= Beginning of Section =

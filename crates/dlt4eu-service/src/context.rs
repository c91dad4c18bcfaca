use std::collections::HashMap;

/// Metadata key the bearer credential is read from.
pub const AUTHORIZATION_KEY: &str = "authorization";

/// Transport-agnostic request metadata.
///
/// Each key maps to a list of values, mirroring HTTP headers. Keys are
/// normalized to lowercase on insert.
#[derive(Debug, Clone, Default)]
pub struct RequestContext {
    metadata: HashMap<String, Vec<String>>,
}

impl RequestContext {
    /// Create an empty context.
    pub fn new() -> Self {
        Self::default()
    }

    /// Append a metadata value under `key`.
    pub fn insert(&mut self, key: &str, value: &str) {
        self.metadata
            .entry(key.to_ascii_lowercase())
            .or_default()
            .push(value.to_string());
    }

    /// Builder-style insert.
    pub fn with_value(mut self, key: &str, value: &str) -> Self {
        self.insert(key, value);
        self
    }

    /// All values recorded under `key` (empty when absent).
    pub fn get(&self, key: &str) -> &[String] {
        self.metadata
            .get(&key.to_ascii_lowercase())
            .map(Vec::as_slice)
            .unwrap_or(&[])
    }
}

= End of Section =

■ **ASSIGNED TASK**: Every line of the listing should be repeated exactly.

■ **SOLVED EXERCISE**:
filename crates/dlt4eu-service/src/context.rs
repository c91dad4c18bcfaca
use std::collections::HashMap;

/// Metadata key the bearer credential is read from.
pub const AUTHORIZATION_KEY: &str = "authorization";

/// Transport-agnostic request metadata.
///
/// Each key maps to a list of values, mirroring HTTP headers. Keys are
/// normalized to lowercase on insert.
#[derive(Debug, Clone, Default)]
pub struct RequestContext {
    metadata: HashMap<String, Vec<String>>,
}

impl RequestContext {
    /// Create an empty context.
    pub fn new() -> Self {
        Self::default()
    }

    /// Append a metadata value under `key`.
    pub fn insert(&mut self, key: &str, value: &str) {
        self.metadata
            .entry(key.to_ascii_lowercase())
            .or_default()
            .push(value.to_string());
    }

    /// Builder-style insert.
    pub fn with_value(mut self, key: &str, value: &str) -> Self {
        self.insert(key, value);
        self
    }

    /// All values recorded under `key` (empty when absent).
    pub fn get(&self, key: &str) -> &[String] {
        self.metadata
            .get(&key.to_ascii_lowercase())
            .map(Vec::as_slice)
            .unwrap_or(&[])
    }
}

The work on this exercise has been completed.